Active and Passive Stretching can Address a Range of Physical Issues
There is a new type of fitness strategy gaining traction across the country. “Stretching is important for the non-athletic, deconditioned aging baby boomer,” says Jordan Gold, founder of StretchZone. “If a muscle is not used, the opposing muscle will tighten and a loss of movement can occur from a lack of activity. That’s where stretching studios, where professional stretches reeducate the muscles in a scientific manner, come in. When there is less excessive muscle tension, you can move with greater range of motion and less pain.” Of course, Helene has been called to do therapeutic stretching for her clients for a variety of issues, not really understanding that she was part of a national trend. Today, she has a private stretching studio at the gym.

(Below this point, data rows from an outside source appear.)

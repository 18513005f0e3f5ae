use std::path::PathBuf;
use thiserror::Error;

#[derive(Error, Debug)]
pub enum StampError {
    #[error("PDF error: {0}")]
    Pdf(#[from] lopdf::Error),
    #[error("IO error: {0}")]
    Io(#[from] std::io::Error),
    #[error("Image error: {0}")]
    Image(#[from] image::ImageError),
    #[error("Invalid configuration: {0}")]
    Config(String),
    #[error("File not found: {}", .0.display())]
    NotFound(PathBuf),
    #[error("No input files specified")]
    NoInputs,
    #[error("Unsupported seam side: {0}")]
    UnsupportedSide(String),
    #[error("Unsupported: {0}")]
    Unsupported(String),
    #[error("Document {} is password protected", .0.display())]
    PasswordRequired(PathBuf),
    #[error("Incorrect password for {}", .0.display())]
    InvalidPassword(PathBuf),
    #[error("Encryption error: {0}")]
    Encryption(String),
    #[error("Certificate error: {0}")]
    Certificate(String),
    #[error("Signing error: {0}")]
    Signing(String),
    #[error("Signature of {actual} bytes does not fit the {reserved} byte placeholder")]
    SignatureTooLarge { actual: usize, reserved: usize },
    #[error("Stamping cancelled")]
    Cancelled,
    #[error("Task join error: {0}")]
    TaskJoin(#[from] tokio::task::JoinError),
}

pub type Result<T> = std::result::Result<T, StampError>;

/// Broad classification of a [`StampError`]
#[derive(Debug, Clone, Copy, PartialEq, Eq)]
pub enum ErrorKind {
    /// Invalid option combination, detected before any file is touched
    Configuration,
    /// Missing or unreadable stamp image, certificate or input set
    Resource,
    /// Failure while processing one document
    Document,
    /// Cooperative cancellation
    Cancelled,
    /// Runtime plumbing failure
    Internal,
}

impl StampError {
    pub fn kind(&self) -> ErrorKind {
        match self {
            StampError::Config(_) | StampError::UnsupportedSide(_) | StampError::Unsupported(_) => {
                ErrorKind::Configuration
            }
            StampError::NotFound(_)
            | StampError::NoInputs
            | StampError::Image(_)
            | StampError::Certificate(_) => ErrorKind::Resource,
            StampError::Pdf(_)
            | StampError::Io(_)
            | StampError::PasswordRequired(_)
            | StampError::InvalidPassword(_)
            | StampError::Encryption(_)
            | StampError::Signing(_)
            | StampError::SignatureTooLarge { .. } => ErrorKind::Document,
            StampError::Cancelled => ErrorKind::Cancelled,
            StampError::TaskJoin(_) => ErrorKind::Internal,
        }
    }
}

/// Which pages receive a slice of the seam stamp
#[derive(Debug, Clone, Copy, PartialEq, Eq, Default)]
#[cfg_attr(
    feature = "serde",
    derive(serde::Serialize, serde::Deserialize),
    serde(rename_all = "kebab-case")
)]
pub enum SeamScope {
    #[default]
    None,
    All,
    Odd,
    Even,
    /// Pages listed in `SeamStampOptions::custom_pages`
    Custom,
}

/// Which pages receive a full page stamp
#[derive(Debug, Clone, Copy, PartialEq, Eq, Default)]
#[cfg_attr(
    feature = "serde",
    derive(serde::Serialize, serde::Deserialize),
    serde(rename_all = "kebab-case")
)]
pub enum PageScope {
    #[default]
    None,
    All,
    SkipFirst,
    SkipLast,
    /// Pages listed in `PageStampOptions::custom_pages`
    Custom,
}

/// Page edge the seam stamp runs along
#[derive(Debug, Clone, Copy, PartialEq, Eq, Default)]
#[cfg_attr(
    feature = "serde",
    derive(serde::Serialize, serde::Deserialize),
    serde(try_from = "String", into = "String")
)]
pub enum SeamSide {
    Left,
    #[default]
    Right,
    Top,
    Bottom,
}

impl SeamSide {
    pub fn as_str(self) -> &'static str {
        match self {
            SeamSide::Left => "left",
            SeamSide::Right => "right",
            SeamSide::Top => "top",
            SeamSide::Bottom => "bottom",
        }
    }

    /// Seams on horizontal edges need their slices turned on their side
    pub fn is_horizontal(self) -> bool {
        matches!(self, SeamSide::Top | SeamSide::Bottom)
    }
}

impl TryFrom<&str> for SeamSide {
    type Error = StampError;

    fn try_from(value: &str) -> Result<Self> {
        match value.trim().to_ascii_lowercase().as_str() {
            "left" => Ok(SeamSide::Left),
            "right" => Ok(SeamSide::Right),
            "top" => Ok(SeamSide::Top),
            "bottom" => Ok(SeamSide::Bottom),
            _ => Err(StampError::UnsupportedSide(value.to_string())),
        }
    }
}

impl TryFrom<String> for SeamSide {
    type Error = StampError;

    fn try_from(value: String) -> Result<Self> {
        SeamSide::try_from(value.as_str())
    }
}

impl From<SeamSide> for String {
    fn from(side: SeamSide) -> Self {
        side.as_str().to_string()
    }
}

/// How the document gets signed after stamping
#[derive(Debug, Clone, Copy, PartialEq, Eq, Default)]
#[cfg_attr(
    feature = "serde",
    derive(serde::Serialize, serde::Deserialize),
    serde(rename_all = "kebab-case")
)]
pub enum SignatureMode {
    #[default]
    None,
    /// Accepted by the configuration surface but never implemented
    SelfSigned,
    /// Sign with a certificate container supplied by the user
    CustomCertificate,
}

/// Outcome counters for one batch run
#[derive(Debug, Clone, Default, PartialEq)]
pub struct BatchSummary {
    /// Files written, in processing order
    pub outputs: Vec<PathBuf>,
    /// Inputs left untouched, with the reason
    pub skipped: Vec<(PathBuf, String)>,
    /// Pages that received a seam slice
    pub seam_pages_stamped: usize,
    /// Page stamps drawn
    pub page_stamps_applied: usize,
    /// Documents that received a signature
    pub documents_signed: usize,
}

impl BatchSummary {
    pub fn processed(&self) -> usize {
        self.outputs.len()
    }
}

Improved flexibility in your deeper muscle groups frees your painful and restricted joints, and is particularly successful in relieving back, knee and hip pain without surgery. Placing pressure on certain trigger points in the body increases blood flow which decreases pain, promotes healing from surgery and improves one’s overall quality of life.
In addition, most people over the age of 30 often have some form of osteoarthritis, osteopenia or osteoporosis, leading to ongoing pain, weakness and unexpected flair-ups. White collar workers who sit all day or those who simply maintain a sedentary lifestyle may also experience extremely tight joints and muscles in their back, neck, hips, knees, elbows and shoulders, restricting motion and putting one at risk for injury. For those with lupus, MS, fibromyalgia and chronic fatigue syndrome who simply accept ongoing pain, weakness and fatigue as a fact of your life, stretching is great news for you! news!